Sculpter des tragédies humaines n’est pas une nouveauté pour lui. Il y a plus de dix ans, le projet Il l’a expliqué avec de la pâte à modeler a commencé, un engagement éducatif pour relever les défis sociaux dans l’espoir que l’utilisation de matériel pour enfants alimenterait l’empathie dans une société presque à l’abri de la douleur des autres. « Au final, nous avons tous fabriqué une poupée en pâte à modeler », argumente l’artiste, qui en plus de sculpter les personnages, les photographie dans des espaces réels et développe des animations à partir d’eux.

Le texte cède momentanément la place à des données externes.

// /////////////////////////////////////////////////////////////////////////////
// vSphere Migrator
// Copyright (c) 2025 Michael Gardner, A Bit of Help, Inc.
// SPDX-License-Identifier: BSD-3-Clause
// See LICENSE file in the project root.
// /////////////////////////////////////////////////////////////////////////////

//! Infrastructure layer: the only place that talks to `kube`, `reqwest`, or
//! the process environment. Everything here implements a port defined in
//! `migrator_domain::repositories`, or supports the composition root that
//! wires those implementations together.

pub mod cluster;
pub mod config;
pub mod crd;
pub mod logging;
pub mod metrics;
pub mod migration_repository;
pub mod reconcile;
pub mod vsphere;

pub use cluster::KubeClusterGateway;
pub use config::OperatorConfig;
pub use crd::{VSphereMigration, VSphereMigrationSpec};
pub use metrics::{MetricsEndpoint, MetricsService};
pub use migration_repository::KubeMigrationRepository;
pub use reconcile::ReconcilerContext;
pub use vsphere::{RestVsphereGateway, SharedVsphereGatewayFactory};
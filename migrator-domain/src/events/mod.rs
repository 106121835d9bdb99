// /////////////////////////////////////////////////////////////////////////////
// vSphere Migrator
// Copyright (c) 2025 Michael Gardner, A Bit of Help, Inc.
// SPDX-License-Identifier: BSD-3-Clause
// See LICENSE file in the project root.
// /////////////////////////////////////////////////////////////////////////////

pub mod migration_events;

pub use migration_events::{
    MigrationEvent, PhaseCompletedEvent, PhaseFailedEvent, PhaseStartedEvent, RollbackCompletedEvent,
    RollbackInitiatedEvent,
};
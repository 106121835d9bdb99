// /////////////////////////////////////////////////////////////////////////////
// vSphere Migrator
// Copyright (c) 2025 Michael Gardner, A Bit of Help, Inc.
// SPDX-License-Identifier: BSD-3-Clause
// See LICENSE file in the project root.
// /////////////////////////////////////////////////////////////////////////////

//! Application layer: the phase catalogue and the pure helpers it shares.
//! Everything here depends only on `migrator_domain`, never on `kube` or
//! `reqwest` directly — those live in [`crate::infrastructure`].

pub mod phase_catalogue;
pub mod phases;
pub mod support;
pub mod well_known;
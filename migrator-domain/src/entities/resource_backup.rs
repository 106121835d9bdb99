// /////////////////////////////////////////////////////////////////////////////
// vSphere Migrator
// Copyright (c) 2025 Michael Gardner, A Bit of Help, Inc.
// SPDX-License-Identifier: BSD-3-Clause
// See LICENSE file in the project root.
// /////////////////////////////////////////////////////////////////////////////

//! `status.backups`: before-images of mutated cluster resources,
//! keyed by (kind, name, namespace) and embedded directly in the migration's
//! status so the cluster remains the sole source of truth.

use chrono::{DateTime, Utc};
use schemars::JsonSchema;
use serde::{Deserialize, Serialize};

#[derive(Debug, Clone, PartialEq, Eq, Hash, Serialize, Deserialize, JsonSchema)]
pub struct BackupKey {
    pub kind: String,
    pub name: String,
    pub namespace: String,
}

impl BackupKey {
    pub fn new(kind: impl Into<String>, name: impl Into<String>, namespace: impl Into<String>) -> Self {
        Self { kind: kind.into(), name: name.into(), namespace: namespace.into() }
    }
}

#[derive(Debug, Clone, Serialize, Deserialize, JsonSchema)]
pub struct ResourceBackup {
    pub kind: String,
    pub name: String,
    pub namespace: String,
    /// Base64-encoded YAML snapshot of the resource as it was before the
    /// phase that backs it up mutated it.
    pub payload_base64: String,
    pub timestamp: DateTime<Utc>,
}

impl ResourceBackup {
    pub fn key(&self) -> BackupKey {
        BackupKey::new(&self.kind, &self.name, &self.namespace)
    }
}

/// Pre-migration MachineSet replica counts, captured by the Backup phase so
/// `ScaleOldMachines::rollback` can restore the exact value instead of
/// guessing a default.
#[derive(Debug, Clone, Serialize, Deserialize, JsonSchema)]
pub struct MachineSetReplicaBackup {
    pub machine_set_name: String,
    pub replicas: u32,
}
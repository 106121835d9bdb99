// /////////////////////////////////////////////////////////////////////////////
// vSphere Migrator
// Copyright (c) 2025 Michael Gardner, A Bit of Help, Inc.
// SPDX-License-Identifier: BSD-3-Clause
// See LICENSE file in the project root.
// /////////////////////////////////////////////////////////////////////////////

//! Final phase: confirms every cluster operator is healthy, that only the
//! target vCenter(s) remain in Infrastructure, that no machine still
//! references a source server, then re-enables the cluster-version-operator
//! and waits for its deployment to become Ready.

use crate::application::well_known::{CVO_DEPLOYMENT, CVO_NAMESPACE};
use migrator_domain::entities::{MigrationSpec, MigrationStatus};
use migrator_domain::error::MigrationError;
use migrator_domain::value_objects::PhaseName;
use migrator_domain::{Phase, PhaseContext, PhaseOutcome};
use std::collections::HashSet;
use std::time::Duration;

const REQUEUE_INTERVAL: Duration = Duration::from_secs(15);

pub struct VerifyPhase;

#[async_trait::async_trait]
impl Phase for VerifyPhase {
    fn name(&self) -> PhaseName {
        PhaseName::Verify
    }

    async fn validate(&self, _spec: &MigrationSpec, _status: &MigrationStatus) -> Result<(), MigrationError> {
        Ok(())
    }

    async fn execute(&self, ctx: &PhaseContext, spec: &MigrationSpec, _status: &mut MigrationStatus) -> Result<PhaseOutcome, MigrationError> {
        let operators = ctx.cluster.list_cluster_operator_health().await?;
        let unhealthy: Vec<_> = operators.iter().filter(|o| !o.is_healthy()).map(|o| o.name.clone()).collect();
        if !unhealthy.is_empty() {
            return Ok(PhaseOutcome::running(40, format!("waiting on cluster operator(s): {}", unhealthy.join(", ")), REQUEUE_INTERVAL));
        }

        let targets: HashSet<String> = spec.unique_target_servers().into_iter().collect();
        let infra = ctx.cluster.get_infrastructure().await?;
        let stray: Vec<_> = infra.vcenters.iter().filter(|s| !targets.contains(*s)).collect();
        if !stray.is_empty() {
            return Err(MigrationError::resource(format!(
                "Infrastructure still lists non-target vCenter(s): {}",
                stray.iter().map(|s| s.as_str()).collect::<Vec<_>>().join(", ")
            )));
        }

        let machine_sets = ctx.cluster.list_machine_sets().await?;
        let stray_machine_sets: Vec<_> = machine_sets.iter().filter(|ms| !targets.contains(&ms.provider_server)).map(|ms| ms.name.clone()).collect();
        if !stray_machine_sets.is_empty() {
            return Err(MigrationError::resource(format!("MachineSet(s) still reference a source vCenter: {}", stray_machine_sets.join(", "))));
        }

        if !ctx.cluster.is_deployment_ready(CVO_DEPLOYMENT, CVO_NAMESPACE).await? {
            ctx.cluster.scale_deployment(CVO_DEPLOYMENT, CVO_NAMESPACE, 1).await?;
            return Ok(PhaseOutcome::running(80, "re-enabled cluster-version-operator, waiting for it to become Ready", REQUEUE_INTERVAL));
        }

        Ok(PhaseOutcome::completed("migration verified: cluster healthy, only target vCenter(s) remain, cluster-version-operator Ready"))
    }

    async fn rollback(&self, _ctx: &PhaseContext, _spec: &MigrationSpec, _status: &mut MigrationStatus) -> Result<(), MigrationError> {
        Ok(())
    }
}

Cette recherche d’empathie l’a amené à sculpter les corps des habitants de la rue de la ville de Los Angeles lorsqu’il y vivait et à réaliser le court métrage Los invisibles en 2014. C’est le même postulat qui l’a amené à sculpter les victimes de la conflit en Colombie, et maintenant, des migrants comme Gabriela Liébano. « Il faut orienter la lumière vers ce que l’on veut faire voir aux autres », explique l’artiste en faisant le tour des figures, photos et animations de ses personnages dans la salle d’exposition.
Au milieu de la présentation du travail d’Álvarez, Mireille Girard, représentante du HCR en Colombie, alerte sur l’attitude massive envers les migrants et les réfugiés sur la planète. « Il y a une fatigue de compassion », pointe la fonctionnaire en haussant le ton de sa voix ; un symptôme présent dans un panorama où la migration est sans précédent. Selon l’organisation, au moins 108,4 millions de personnes dans le monde ont été contraintes de fuir leur foyer, et un nombre record de 250 000 personnes ont traversé la jungle du Darien à pied en 2023.
Álvarez espère continuer à refléter cette réalité. Darién, sueños de barro est le court métrage qu’il prépare à partir des animations de sept de ses migrants en pâte à modeler qui ont osé traverser cette jungle avec l’espoir d’un avenir possible. L’artiste a déjà vu une partie du parcours et a rencontré des personnes qui ont motivé son travail, comme Gabriela Liebano et sa famille l’ont fait à un moment donné.
Cette fille de 14 ans, qui est plus âgée maintenant, est aussi pleine de rêves. « Je veux donner une maison à ma mère et ensuite m’en acheter une », dit-elle. « Mourir au Venezuela, sur Isla Margarita », poursuit-il après quelques secondes. Malgré le fait qu’il ne marche plus entre son pays, la Colombie, le Pérou et l’Equateur, il garde les souvenirs de ce qu’il a vécu alors qu’il commençait tout juste son voyage dans la vie. Peut-être, pour cette raison, à 18 ans à peine, prononce-t-il des phrases de quelqu’un qui a vécu plus longtemps. « Comme c’est dur d’être adulte », dit-il, le regard perdu parmi les sculptures. Gabriela Liebano n’est plus en transit avec son sac à dos, mais elle continue de porter le poids de la migration.